*Task details*:
The lines you return should be those containing the string "super", taken from the data below.

*** Material for this task

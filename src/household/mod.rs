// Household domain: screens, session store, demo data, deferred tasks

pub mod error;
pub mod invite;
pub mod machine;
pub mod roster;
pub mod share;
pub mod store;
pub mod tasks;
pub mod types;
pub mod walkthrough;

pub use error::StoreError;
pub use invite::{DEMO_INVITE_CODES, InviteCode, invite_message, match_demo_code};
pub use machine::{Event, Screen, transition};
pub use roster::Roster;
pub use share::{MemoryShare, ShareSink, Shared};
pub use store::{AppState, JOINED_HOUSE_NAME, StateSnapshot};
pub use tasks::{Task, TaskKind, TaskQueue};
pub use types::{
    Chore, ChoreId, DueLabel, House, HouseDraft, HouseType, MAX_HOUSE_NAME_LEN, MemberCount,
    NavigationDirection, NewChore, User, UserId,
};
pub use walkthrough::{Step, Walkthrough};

******
*** Material for this task

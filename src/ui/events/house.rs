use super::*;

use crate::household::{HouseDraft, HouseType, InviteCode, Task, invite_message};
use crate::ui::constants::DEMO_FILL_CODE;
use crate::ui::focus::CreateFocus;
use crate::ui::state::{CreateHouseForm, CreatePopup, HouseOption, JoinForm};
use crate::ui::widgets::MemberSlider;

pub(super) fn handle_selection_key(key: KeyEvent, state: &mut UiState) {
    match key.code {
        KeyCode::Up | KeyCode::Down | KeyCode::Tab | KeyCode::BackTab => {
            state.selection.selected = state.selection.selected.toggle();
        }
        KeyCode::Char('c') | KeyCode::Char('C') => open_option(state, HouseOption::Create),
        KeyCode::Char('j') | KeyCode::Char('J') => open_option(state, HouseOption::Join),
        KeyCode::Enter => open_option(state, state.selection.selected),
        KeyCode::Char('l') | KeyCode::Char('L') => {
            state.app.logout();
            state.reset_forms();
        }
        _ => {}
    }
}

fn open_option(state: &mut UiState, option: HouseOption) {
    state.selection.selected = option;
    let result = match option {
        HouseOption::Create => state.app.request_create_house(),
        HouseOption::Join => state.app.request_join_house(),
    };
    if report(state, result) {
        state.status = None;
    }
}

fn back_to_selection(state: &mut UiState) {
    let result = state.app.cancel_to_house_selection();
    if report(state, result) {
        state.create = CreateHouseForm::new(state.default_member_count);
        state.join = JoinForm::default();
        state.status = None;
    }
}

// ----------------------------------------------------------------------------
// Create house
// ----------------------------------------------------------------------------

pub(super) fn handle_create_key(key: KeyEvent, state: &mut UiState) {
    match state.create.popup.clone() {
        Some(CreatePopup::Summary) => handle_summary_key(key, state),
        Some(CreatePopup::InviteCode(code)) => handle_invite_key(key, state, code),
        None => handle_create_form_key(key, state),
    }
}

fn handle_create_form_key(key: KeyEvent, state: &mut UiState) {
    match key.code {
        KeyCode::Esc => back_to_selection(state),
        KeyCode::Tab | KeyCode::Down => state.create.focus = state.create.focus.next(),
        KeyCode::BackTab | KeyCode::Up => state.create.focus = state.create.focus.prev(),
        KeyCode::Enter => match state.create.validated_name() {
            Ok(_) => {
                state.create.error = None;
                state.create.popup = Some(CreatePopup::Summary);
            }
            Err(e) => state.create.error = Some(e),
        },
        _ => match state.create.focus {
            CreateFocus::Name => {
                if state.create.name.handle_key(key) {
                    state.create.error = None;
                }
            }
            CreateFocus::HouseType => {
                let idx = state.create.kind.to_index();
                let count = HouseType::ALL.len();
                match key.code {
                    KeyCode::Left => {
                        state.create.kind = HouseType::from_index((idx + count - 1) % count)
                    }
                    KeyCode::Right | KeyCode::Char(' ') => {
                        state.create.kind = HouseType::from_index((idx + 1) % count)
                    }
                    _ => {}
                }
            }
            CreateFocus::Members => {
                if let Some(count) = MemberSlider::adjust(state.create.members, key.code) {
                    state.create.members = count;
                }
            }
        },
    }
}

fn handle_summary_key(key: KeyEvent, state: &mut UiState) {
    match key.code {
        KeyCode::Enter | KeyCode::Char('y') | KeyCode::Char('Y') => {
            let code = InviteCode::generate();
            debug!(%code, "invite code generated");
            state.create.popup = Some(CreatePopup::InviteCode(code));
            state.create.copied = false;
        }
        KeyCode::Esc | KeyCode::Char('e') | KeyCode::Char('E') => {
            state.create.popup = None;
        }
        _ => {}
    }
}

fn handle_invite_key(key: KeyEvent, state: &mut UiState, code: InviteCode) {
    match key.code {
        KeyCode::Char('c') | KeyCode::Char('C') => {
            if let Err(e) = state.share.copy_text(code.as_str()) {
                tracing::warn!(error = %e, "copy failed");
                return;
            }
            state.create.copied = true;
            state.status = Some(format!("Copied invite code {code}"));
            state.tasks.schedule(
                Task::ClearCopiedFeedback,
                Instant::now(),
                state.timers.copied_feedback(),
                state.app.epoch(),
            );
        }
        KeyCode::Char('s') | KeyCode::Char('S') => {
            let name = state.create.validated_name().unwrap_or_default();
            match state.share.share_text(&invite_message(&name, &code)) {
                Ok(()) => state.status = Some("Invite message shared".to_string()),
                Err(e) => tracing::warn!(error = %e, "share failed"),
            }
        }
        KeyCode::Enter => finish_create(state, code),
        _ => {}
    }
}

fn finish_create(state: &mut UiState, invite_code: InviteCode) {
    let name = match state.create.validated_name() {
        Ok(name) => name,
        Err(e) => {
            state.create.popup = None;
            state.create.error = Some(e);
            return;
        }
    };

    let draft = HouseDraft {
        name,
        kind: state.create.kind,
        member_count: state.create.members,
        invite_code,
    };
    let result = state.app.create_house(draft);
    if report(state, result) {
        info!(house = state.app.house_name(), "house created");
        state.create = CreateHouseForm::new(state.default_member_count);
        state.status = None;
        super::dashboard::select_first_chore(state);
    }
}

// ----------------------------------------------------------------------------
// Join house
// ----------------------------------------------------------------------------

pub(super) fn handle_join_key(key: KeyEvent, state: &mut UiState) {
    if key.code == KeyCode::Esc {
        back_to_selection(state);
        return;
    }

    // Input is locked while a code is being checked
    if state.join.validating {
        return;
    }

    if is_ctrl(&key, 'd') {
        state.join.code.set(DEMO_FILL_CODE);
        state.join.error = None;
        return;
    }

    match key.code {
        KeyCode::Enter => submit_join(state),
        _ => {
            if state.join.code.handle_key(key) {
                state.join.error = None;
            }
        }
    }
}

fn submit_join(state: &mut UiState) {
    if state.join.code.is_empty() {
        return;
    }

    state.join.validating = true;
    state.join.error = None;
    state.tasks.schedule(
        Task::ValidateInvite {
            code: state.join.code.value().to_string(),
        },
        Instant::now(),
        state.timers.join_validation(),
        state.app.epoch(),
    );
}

******
*** Material for this task

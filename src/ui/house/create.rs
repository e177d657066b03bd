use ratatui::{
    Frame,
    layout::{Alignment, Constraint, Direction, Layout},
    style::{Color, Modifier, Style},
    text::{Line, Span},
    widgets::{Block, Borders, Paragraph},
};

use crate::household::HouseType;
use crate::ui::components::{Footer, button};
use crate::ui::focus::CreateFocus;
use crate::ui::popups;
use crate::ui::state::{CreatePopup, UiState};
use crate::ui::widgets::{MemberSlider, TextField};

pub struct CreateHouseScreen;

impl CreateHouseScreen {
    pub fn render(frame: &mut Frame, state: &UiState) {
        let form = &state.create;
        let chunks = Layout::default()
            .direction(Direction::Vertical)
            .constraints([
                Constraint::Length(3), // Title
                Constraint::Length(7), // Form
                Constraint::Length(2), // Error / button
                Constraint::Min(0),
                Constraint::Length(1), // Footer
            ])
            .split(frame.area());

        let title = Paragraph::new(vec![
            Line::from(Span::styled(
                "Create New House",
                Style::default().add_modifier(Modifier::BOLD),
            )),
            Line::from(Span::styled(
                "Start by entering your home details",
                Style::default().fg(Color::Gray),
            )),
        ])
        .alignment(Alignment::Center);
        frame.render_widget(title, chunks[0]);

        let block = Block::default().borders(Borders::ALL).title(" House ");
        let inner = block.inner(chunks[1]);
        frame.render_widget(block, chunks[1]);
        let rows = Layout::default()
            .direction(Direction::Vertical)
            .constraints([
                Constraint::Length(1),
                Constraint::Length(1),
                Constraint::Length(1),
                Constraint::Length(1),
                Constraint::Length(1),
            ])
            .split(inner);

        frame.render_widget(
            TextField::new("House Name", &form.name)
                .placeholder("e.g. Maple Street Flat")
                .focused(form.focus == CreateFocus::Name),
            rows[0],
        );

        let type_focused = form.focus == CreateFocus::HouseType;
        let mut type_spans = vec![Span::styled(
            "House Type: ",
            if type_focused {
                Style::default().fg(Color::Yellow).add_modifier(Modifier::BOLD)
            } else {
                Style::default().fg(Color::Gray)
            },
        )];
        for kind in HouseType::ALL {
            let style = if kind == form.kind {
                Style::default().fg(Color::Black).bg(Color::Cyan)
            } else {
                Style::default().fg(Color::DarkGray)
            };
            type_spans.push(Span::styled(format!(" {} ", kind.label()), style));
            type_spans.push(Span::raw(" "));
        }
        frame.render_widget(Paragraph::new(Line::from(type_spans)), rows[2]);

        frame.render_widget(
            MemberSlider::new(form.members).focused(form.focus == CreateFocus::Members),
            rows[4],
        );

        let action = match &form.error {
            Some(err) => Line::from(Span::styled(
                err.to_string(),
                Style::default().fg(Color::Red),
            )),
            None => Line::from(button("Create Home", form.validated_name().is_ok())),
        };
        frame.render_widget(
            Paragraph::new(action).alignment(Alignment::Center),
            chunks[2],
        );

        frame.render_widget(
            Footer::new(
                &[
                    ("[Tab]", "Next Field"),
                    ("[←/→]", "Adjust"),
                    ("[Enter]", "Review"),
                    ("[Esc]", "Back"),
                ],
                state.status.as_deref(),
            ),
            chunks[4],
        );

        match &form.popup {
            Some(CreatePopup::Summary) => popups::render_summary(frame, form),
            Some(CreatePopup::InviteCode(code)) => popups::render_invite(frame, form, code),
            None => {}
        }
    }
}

******

*Solution below*:
use super::*;
pub(super) fn handle_selection_key(key: KeyEvent, state: &mut UiState) {
pub(super) fn handle_create_key(key: KeyEvent, state: &mut UiState) {
        super::dashboard::select_first_chore(state);
pub(super) fn handle_join_key(key: KeyEvent, state: &mut UiState) {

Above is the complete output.